Check every line below for the word "false" and show those that hold it.
◇ ◇ ◇ ◇ ◇
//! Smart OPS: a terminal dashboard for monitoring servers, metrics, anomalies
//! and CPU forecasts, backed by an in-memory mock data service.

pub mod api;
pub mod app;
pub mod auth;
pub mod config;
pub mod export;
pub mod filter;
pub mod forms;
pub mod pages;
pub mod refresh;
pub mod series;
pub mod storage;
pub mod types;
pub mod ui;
◇ ◇ ◇ ◇ ◇
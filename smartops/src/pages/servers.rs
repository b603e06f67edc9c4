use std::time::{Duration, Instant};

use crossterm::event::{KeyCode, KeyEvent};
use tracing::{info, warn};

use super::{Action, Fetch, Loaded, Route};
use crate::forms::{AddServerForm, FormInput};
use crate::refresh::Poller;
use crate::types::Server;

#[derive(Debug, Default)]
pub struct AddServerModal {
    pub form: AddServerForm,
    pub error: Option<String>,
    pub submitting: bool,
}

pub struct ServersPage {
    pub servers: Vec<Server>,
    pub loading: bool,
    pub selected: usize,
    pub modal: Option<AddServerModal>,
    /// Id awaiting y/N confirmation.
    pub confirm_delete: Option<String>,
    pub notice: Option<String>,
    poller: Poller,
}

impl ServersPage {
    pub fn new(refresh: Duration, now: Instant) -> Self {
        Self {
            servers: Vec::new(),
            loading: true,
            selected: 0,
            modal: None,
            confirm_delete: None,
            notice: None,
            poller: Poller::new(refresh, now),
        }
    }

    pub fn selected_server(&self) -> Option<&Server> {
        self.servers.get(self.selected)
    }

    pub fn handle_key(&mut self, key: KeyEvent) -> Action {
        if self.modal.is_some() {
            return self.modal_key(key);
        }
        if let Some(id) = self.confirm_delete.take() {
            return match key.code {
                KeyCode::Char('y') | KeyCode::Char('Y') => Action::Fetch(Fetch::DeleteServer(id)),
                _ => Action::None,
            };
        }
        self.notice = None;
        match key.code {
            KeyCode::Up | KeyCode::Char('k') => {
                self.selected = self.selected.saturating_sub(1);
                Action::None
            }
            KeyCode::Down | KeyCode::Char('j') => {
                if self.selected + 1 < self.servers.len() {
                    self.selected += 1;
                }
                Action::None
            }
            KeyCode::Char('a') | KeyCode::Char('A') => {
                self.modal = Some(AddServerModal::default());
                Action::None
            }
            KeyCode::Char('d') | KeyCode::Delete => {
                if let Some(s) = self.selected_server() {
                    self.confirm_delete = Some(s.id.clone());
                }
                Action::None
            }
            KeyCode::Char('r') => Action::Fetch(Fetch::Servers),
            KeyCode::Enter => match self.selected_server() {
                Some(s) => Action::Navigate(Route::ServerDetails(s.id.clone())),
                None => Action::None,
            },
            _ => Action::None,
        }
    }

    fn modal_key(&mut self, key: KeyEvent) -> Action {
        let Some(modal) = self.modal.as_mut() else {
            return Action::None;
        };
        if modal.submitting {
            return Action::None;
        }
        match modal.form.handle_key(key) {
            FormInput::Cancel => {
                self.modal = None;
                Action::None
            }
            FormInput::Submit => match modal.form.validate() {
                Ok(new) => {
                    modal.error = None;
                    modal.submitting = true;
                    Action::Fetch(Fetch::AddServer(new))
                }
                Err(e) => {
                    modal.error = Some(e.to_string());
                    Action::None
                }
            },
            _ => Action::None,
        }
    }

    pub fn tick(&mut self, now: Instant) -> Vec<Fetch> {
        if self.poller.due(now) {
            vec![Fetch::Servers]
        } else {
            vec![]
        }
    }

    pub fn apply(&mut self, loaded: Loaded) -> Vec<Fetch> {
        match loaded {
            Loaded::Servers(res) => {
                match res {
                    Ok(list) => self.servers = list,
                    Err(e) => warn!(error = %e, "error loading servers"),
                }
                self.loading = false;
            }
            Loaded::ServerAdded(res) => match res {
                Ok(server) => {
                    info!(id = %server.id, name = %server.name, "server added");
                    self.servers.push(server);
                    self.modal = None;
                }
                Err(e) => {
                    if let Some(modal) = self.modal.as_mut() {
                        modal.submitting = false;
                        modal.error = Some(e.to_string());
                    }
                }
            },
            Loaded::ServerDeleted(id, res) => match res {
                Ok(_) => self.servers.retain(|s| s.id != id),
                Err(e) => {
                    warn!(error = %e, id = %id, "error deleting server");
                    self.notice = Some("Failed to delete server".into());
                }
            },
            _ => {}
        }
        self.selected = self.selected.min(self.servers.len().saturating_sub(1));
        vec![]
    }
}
◇ ◇ ◇ ◇ ◇
## SOLUTION BELOW
                self.loading = false;
                        modal.submitting = false;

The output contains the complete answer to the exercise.